Andávamos juntos, sempre escarnecendo um do outro e fazendo pouco
caso de nós mesmos. Se isso é o que se pode chamar de "amizade" neste
mundo, então de fato éramos amigos.
Contando com o cavalheirismo da madame do bar de Kyobashi (pode
ser estranho usar uma palavra como "cavalheirismo" para uma mulher, mas,
conforme minha experiência, pelo menos na metrópole as mulheres
possuem muito mais cavalheirismo do que os homens. Os homens, em sua
maioria, são grandes covardes que só se importam com a aparência, além de
serem uns sovinas), casei-me informalmente com a menina da tabacaria,
Yoshiko, e aluguei um quarto num pequeno apartamento em Tsukiji, perto
do rio Sumida, onde passamos a viver juntos. Parei de beber e gastava todas
as minhas energias na tarefa de desenhar, que vinha se tornando minha
verdadeira profissão. Após o jantar, saíamos para assistir a algum filme, e
na volta para casa passávamos em algum café ou comprávamos algum vaso
de flores. No entanto, o que mais me alegrava era mesmo ouvir as palavras
ou observar os movimentos de minha pequena noiva, que confiava em mim
do fundo do seu coração. Parecia, assim, que, aos poucos, talvez eu pudesse
tornar-me um ser humano, que iria sobreviver sem a necessidade de uma
morte horrível. Justamente no momento em que esses pensamentos
ingênuos começavam a aquecer meu peito, Horiki surgiu na minha frente.

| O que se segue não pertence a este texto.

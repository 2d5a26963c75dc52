// Games, bookmaker quotes, and American-odds arithmetic.

use chrono::{DateTime, Utc};
use serde::{Deserialize, Serialize};
use thiserror::Error;

// ---------------------------------------------------------------------------
// Error types
// ---------------------------------------------------------------------------

#[derive(Debug, Error, PartialEq)]
pub enum OddsError {
    #[error("invalid American price {0}: magnitude must be at least 100")]
    InvalidAmerican(i32),

    #[error("invalid decimal price {0}: must be finite and greater than 1.0")]
    InvalidDecimal(f64),
}

// ---------------------------------------------------------------------------
// Market types
// ---------------------------------------------------------------------------

/// The kind of betting market a bookmaker quote covers.
#[derive(Debug, Clone, PartialEq, Eq, Serialize, Deserialize)]
pub enum MarketKind {
    /// Outright winner (`h2h` in the odds feed).
    Moneyline,
    Spread,
    Total,
    /// Any market key the pipeline does not interpret.
    Other(String),
}

impl MarketKind {
    /// Map an odds-feed market key onto a market kind.
    pub fn from_key(key: &str) -> Self {
        match key {
            "h2h" => MarketKind::Moneyline,
            "spreads" => MarketKind::Spread,
            "totals" => MarketKind::Total,
            other => MarketKind::Other(other.to_string()),
        }
    }
}

/// A single priced selection inside a market.
#[derive(Debug, Clone, PartialEq, Serialize, Deserialize)]
pub struct Outcome {
    /// Selection name (a team name for moneylines, "Over"/"Under" for totals).
    pub name: String,
    /// American price.
    pub price: i32,
    /// Handicap or total line, when the market has one.
    pub point: Option<f64>,
}

/// One market quoted by a bookmaker.
#[derive(Debug, Clone, PartialEq, Serialize, Deserialize)]
pub struct Market {
    pub kind: MarketKind,
    pub outcomes: Vec<Outcome>,
}

/// Everything a single bookmaker quotes for a game.
#[derive(Debug, Clone, PartialEq, Serialize, Deserialize)]
pub struct BookmakerQuote {
    pub bookmaker: String,
    pub markets: Vec<Market>,
}

impl BookmakerQuote {
    /// The moneyline market, if this bookmaker quotes one.
    pub fn moneyline(&self) -> Option<&Market> {
        self.markets.iter().find(|m| m.kind == MarketKind::Moneyline)
    }
}

/// A scheduled game with its bookmaker quotes. Immutable once fetched.
#[derive(Debug, Clone, PartialEq, Serialize, Deserialize)]
pub struct Game {
    pub id: String,
    pub home_team: String,
    pub away_team: String,
    pub commence_time: DateTime<Utc>,
    pub bookmakers: Vec<BookmakerQuote>,
}

/// Home and away moneyline prices pulled from one bookmaker.
#[derive(Debug, Clone, Copy, PartialEq, Eq)]
pub struct MoneylinePrices {
    pub home: i32,
    pub away: i32,
}

impl Game {
    /// Moneyline prices from the first bookmaker only.
    ///
    /// Returns `None` when the first bookmaker has no moneyline market or is
    /// missing either team's price. This is not a best-price search.
    pub fn first_moneyline(&self) -> Option<MoneylinePrices> {
        let market = self.bookmakers.first()?.moneyline()?;
        let price_for = |team: &str| {
            market
                .outcomes
                .iter()
                .find(|o| o.name == team)
                .map(|o| o.price)
        };
        Some(MoneylinePrices {
            home: price_for(&self.home_team)?,
            away: price_for(&self.away_team)?,
        })
    }

    /// Name of the first bookmaker, used to label recommendations.
    pub fn first_bookmaker(&self) -> Option<&str> {
        self.bookmakers.first().map(|b| b.bookmaker.as_str())
    }
}

// ---------------------------------------------------------------------------
// Price arithmetic
// ---------------------------------------------------------------------------

/// Reject American prices strictly between -100 and +100.
pub fn validate_american(price: i32) -> Result<i32, OddsError> {
    if price.unsigned_abs() < 100 {
        return Err(OddsError::InvalidAmerican(price));
    }
    Ok(price)
}

/// Break-even win probability encoded by an American price.
///
/// `+130 -> 100/230`, `-150 -> 150/250`.
pub fn implied_probability(price: i32) -> Result<f64, OddsError> {
    let price = validate_american(price)?;
    let p = price as f64;
    if price > 0 {
        Ok(100.0 / (p + 100.0))
    } else {
        let abs = p.abs();
        Ok(abs / (abs + 100.0))
    }
}

/// Convert a decimal price to the nearest American price.
pub fn decimal_to_american(decimal: f64) -> Result<i32, OddsError> {
    if !decimal.is_finite() || decimal <= 1.0 {
        return Err(OddsError::InvalidDecimal(decimal));
    }
    let american = if decimal >= 2.0 {
        (decimal - 1.0) * 100.0
    } else {
        -100.0 / (decimal - 1.0)
    };
    Ok(american.round() as i32)
}

/// Convert an American price to a decimal price.
pub fn american_to_decimal(price: i32) -> Result<f64, OddsError> {
    let price = validate_american(price)?;
    let p = price as f64;
    if price > 0 {
        Ok(1.0 + p / 100.0)
    } else {
        Ok(1.0 + 100.0 / p.abs())
    }
}

// ---------------------------------------------------------------------------
// Tests
// ---------------------------------------------------------------------------

#[cfg(test)]
mod tests {
    use super::*;
    use chrono::TimeZone;

    fn approx_eq(a: f64, b: f64, epsilon: f64) -> bool {
        (a - b).abs() < epsilon
    }

    fn make_game(markets: Vec<Market>) -> Game {
        Game {
            id: "g1".into(),
            home_team: "Yankees".into(),
            away_team: "Red Sox".into(),
            commence_time: Utc.with_ymd_and_hms(2024, 6, 1, 23, 5, 0).unwrap(),
            bookmakers: vec![BookmakerQuote {
                bookmaker: "draftkings".into(),
                markets,
            }],
        }
    }

    fn moneyline(home: i32, away: i32) -> Market {
        Market {
            kind: MarketKind::Moneyline,
            outcomes: vec![
                Outcome { name: "Yankees".into(), price: home, point: None },
                Outcome { name: "Red Sox".into(), price: away, point: None },
            ],
        }
    }

    #[test]
    fn implied_probability_favorite_and_underdog() {
        assert!(approx_eq(implied_probability(-150).unwrap(), 0.6, 1e-9));
        assert!(approx_eq(implied_probability(130).unwrap(), 100.0 / 230.0, 1e-9));
        assert!(approx_eq(implied_probability(100).unwrap(), 0.5, 1e-9));
        assert!(approx_eq(implied_probability(-100).unwrap(), 0.5, 1e-9));
    }

    #[test]
    fn implied_probability_rejects_sub_hundred_prices() {
        assert_eq!(implied_probability(0), Err(OddsError::InvalidAmerican(0)));
        assert_eq!(implied_probability(-99), Err(OddsError::InvalidAmerican(-99)));
    }

    #[test]
    fn decimal_conversions() {
        assert_eq!(decimal_to_american(2.30).unwrap(), 130);
        assert_eq!(decimal_to_american(1.5).unwrap(), -200);
        assert_eq!(decimal_to_american(2.0).unwrap(), 100);
        assert!(decimal_to_american(1.0).is_err());
        assert!(decimal_to_american(f64::NAN).is_err());
        assert!(approx_eq(american_to_decimal(-200).unwrap(), 1.5, 1e-9));
        assert!(approx_eq(american_to_decimal(150).unwrap(), 2.5, 1e-9));
    }

    #[test]
    fn market_kind_from_feed_keys() {
        assert_eq!(MarketKind::from_key("h2h"), MarketKind::Moneyline);
        assert_eq!(MarketKind::from_key("spreads"), MarketKind::Spread);
        assert_eq!(MarketKind::from_key("totals"), MarketKind::Total);
        assert_eq!(
            MarketKind::from_key("player_props"),
            MarketKind::Other("player_props".into())
        );
    }

    #[test]
    fn first_moneyline_extracts_both_prices() {
        let game = make_game(vec![moneyline(-150, 130)]);
        assert_eq!(
            game.first_moneyline(),
            Some(MoneylinePrices { home: -150, away: 130 })
        );
    }

    #[test]
    fn first_moneyline_none_without_h2h_market() {
        let game = make_game(vec![Market {
            kind: MarketKind::Total,
            outcomes: vec![Outcome { name: "Over".into(), price: -110, point: Some(8.5) }],
        }]);
        assert!(game.first_moneyline().is_none());
    }

    #[test]
    fn first_moneyline_none_when_team_missing() {
        let mut market = moneyline(-150, 130);
        market.outcomes.pop();
        let game = make_game(vec![market]);
        assert!(game.first_moneyline().is_none());
    }

    #[test]
    fn first_moneyline_ignores_later_bookmakers() {
        let mut game = make_game(vec![]);
        game.bookmakers.push(BookmakerQuote {
            bookmaker: "fanduel".into(),
            markets: vec![moneyline(-140, 120)],
        });
        assert!(game.first_moneyline().is_none());
    }
}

- Olá, seu tarado! Mas hein? Você está até parecendo um sujeito
razoável! Hoje vim como mensageiro da senhora de Koenji.
Falando isso, baixou a voz de repente e apontou com o queixo para
Yoshiko, que preparava o chá na cozinha, perguntando se podia continuar.
- Não me importo. Pode dizer o que quiser - respondi calmamente.
De fato, Yoshiko tinha o que se poderia chamar de dom para confiar empessoas. Ela não suspeitava de minhas relações com a madame do bar de
Kyobashi e, mesmo tendo contado a ela sobre o incidente ocorrido em
Kamakura, ela seguia sem desconfiar de Tsuneko. Não por eu ser um
mentiroso competente: certas vezes, eu lhe falava diretamente, mas ela
ouvia tudo o que eu dizia como se fossem piadas.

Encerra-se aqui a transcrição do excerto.